This isn't a bug in SQL Server/the T-SQL dialect parsing, no, this is working exactly as intended. The problem, or bug, is in your T-SQL; specifically because you haven't qualified your columns. As I don't have the definition of your table, I'm going to provide sample DDL first:
CREATE TABLE dbo.Table1 (MyColumn varchar(10), OtherColumn int);
CREATE TABLE dbo.Table2 (YourColumn varchar(10) OtherColumn int);
And then an example that is similar to your query:
SELECT MyColumn
FROM dbo.Table1
WHERE MyColumn IN (SELECT MyColumn FROM dbo.Table2);
This, firstly, will parse; it is a valid query. Secondly, provided that dbo.Table2
contains at least one row, then every row from table dbo.Table1
will be returned where MyColumn
has a non-NULL
value. Why?
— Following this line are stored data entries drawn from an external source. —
//! HTML parsing and block conversion.

mod blocks;
mod dom;
mod inline;
mod options;

pub use blocks::{BlockConverter, ListScopes};
pub use dom::{collapse_whitespace, parse_html, HtmlParser, Node, NodeType, ScraperParser};
pub use inline::extract_runs;
pub use options::{ParseOptions, UnknownInlineMode, UnknownTagMode};
//! Image fetching.
//!
//! Exporters never download images themselves. Every `src` met during
//! assembly is handed to an [`ImageFetcher`], which returns the raw bytes or
//! `None`. `None` always means "leave this image out": fetch failures are
//! logged and never abort an export.

#[cfg(feature = "proxy")]
mod proxy;

#[cfg(feature = "proxy")]
pub use proxy::{EditorClient, ProxyImageFetcher};

use std::collections::HashMap;
use std::sync::atomic::{AtomicUsize, Ordering};
use std::sync::Mutex;

use async_trait::async_trait;

use crate::model::ImageAsset;

/// Resolves image URLs into raw bytes.
#[async_trait]
pub trait ImageFetcher: Send + Sync {
    /// Fetch the image at `url`. Returns `None` on any failure.
    async fn fetch(&self, url: &str) -> Option<Vec<u8>>;
}

#[async_trait]
impl<F: ImageFetcher + ?Sized> ImageFetcher for &F {
    async fn fetch(&self, url: &str) -> Option<Vec<u8>> {
        (**self).fetch(url).await
    }
}

/// Fetcher that never returns an image. Used when no proxy is configured.
#[derive(Debug, Clone, Copy, Default)]
pub struct NoImages;

#[async_trait]
impl ImageFetcher for NoImages {
    async fn fetch(&self, url: &str) -> Option<Vec<u8>> {
        log::debug!("image fetching disabled, skipping {}", url);
        None
    }
}

/// Request-scoped cache in front of another fetcher.
///
/// Each distinct URL reaches the inner fetcher at most once for the lifetime
/// of the wrapper, failures included. Build one per export call.
pub struct MemoizedFetcher<F> {
    inner: F,
    cache: Mutex<HashMap<String, Option<Vec<u8>>>>,
    misses: AtomicUsize,
}

impl<F: ImageFetcher> MemoizedFetcher<F> {
    /// Wrap `inner` with an empty cache.
    pub fn new(inner: F) -> Self {
        Self {
            inner,
            cache: Mutex::new(HashMap::new()),
            misses: AtomicUsize::new(0),
        }
    }

    /// Number of requests forwarded to the inner fetcher.
    pub fn upstream_requests(&self) -> usize {
        self.misses.load(Ordering::Relaxed)
    }

    fn cached(&self, url: &str) -> Option<Option<Vec<u8>>> {
        self.cache
            .lock()
            .ok()
            .and_then(|cache| cache.get(url).cloned())
    }
}

#[async_trait]
impl<F: ImageFetcher> ImageFetcher for MemoizedFetcher<F> {
    async fn fetch(&self, url: &str) -> Option<Vec<u8>> {
        if let Some(hit) = self.cached(url) {
            return hit;
        }
        self.misses.fetch_add(1, Ordering::Relaxed);
        let result = self.inner.fetch(url).await;
        if let Ok(mut cache) = self.cache.lock() {
            cache.insert(url.to_string(), result.clone());
        }
        result
    }
}

/// Fetch `url` and turn the bytes into an embeddable asset.
///
/// Unsupported formats are logged and treated like a failed fetch.
pub async fn resolve_image<F: ImageFetcher + ?Sized>(fetcher: &F, url: &str) -> Option<ImageAsset> {
    let data = fetcher.fetch(url).await?;
    match ImageAsset::from_bytes(url, data) {
        Ok(asset) => Some(asset),
        Err(e) => {
            log::warn!("skipping image {}: {}", url, e);
            None
        }
    }
}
Well, let's qualify the column with table's name as SQL Server would parse them:
SELECT Table1.MyColumn
FROM dbo.Table1
WHERE Table1.MyColumn IN (SELECT Table1.MyColumn FROM dbo.Table2);
Notice that the column inside the IN
is also referencing Table1
, not Table2
. By default if a column has it's alias omitted in a subquery it will be assumed to be referencing the table(s) defined in that subquery. If, however, none of the tables in the sub query have a column by that name, then it will be assumed to reference a table where that column does exist; in this case Table1
.
Let's, instead, take a different example, using the other column in the tables:
SELECT OtherColumn
FROM dbo.Table1
WHERE OtherColumn IN (SELECT OtherColumn FROM dbo.Table2);
This would be parsed as the following:
SELECT Table1.OtherColumn
FROM dbo.Table1
WHERE Table1.OtherColumn IN (SELECT Table2.OtherColumn FROM dbo.Table2);
This is because OtherColumn
exists in both tables. As, in the subquery, OtherColumn
isn't qualified it is assumed the column wanted is the one in the table defined in the same scope, Table2
.
So what is the solution? Alias and qualify your columns:
SELECT T1.MyColumn
FROM dbo.Table1 T1
WHERE T1.MyColumn IN (SELECT T2.MyColumn FROM dbo.Table2 T2);
This will, unsurprisingly, error as Table2
has no column MyColumn
.
Personally, I suggest that unless you have only one table being referenced in a query, you alias and qualify all your columns. This not only ensures that the wrong column can't be referenced (such as in a subquery) but also means that other readers know exactly what columns are being referenced. It also stops failures in the future. I have honestly lost count how many times over years I have had a process fall over due to the "ambiguous column" error, due to a table's definition being changed and a query referencing the table wasn't properly qualified by the developer...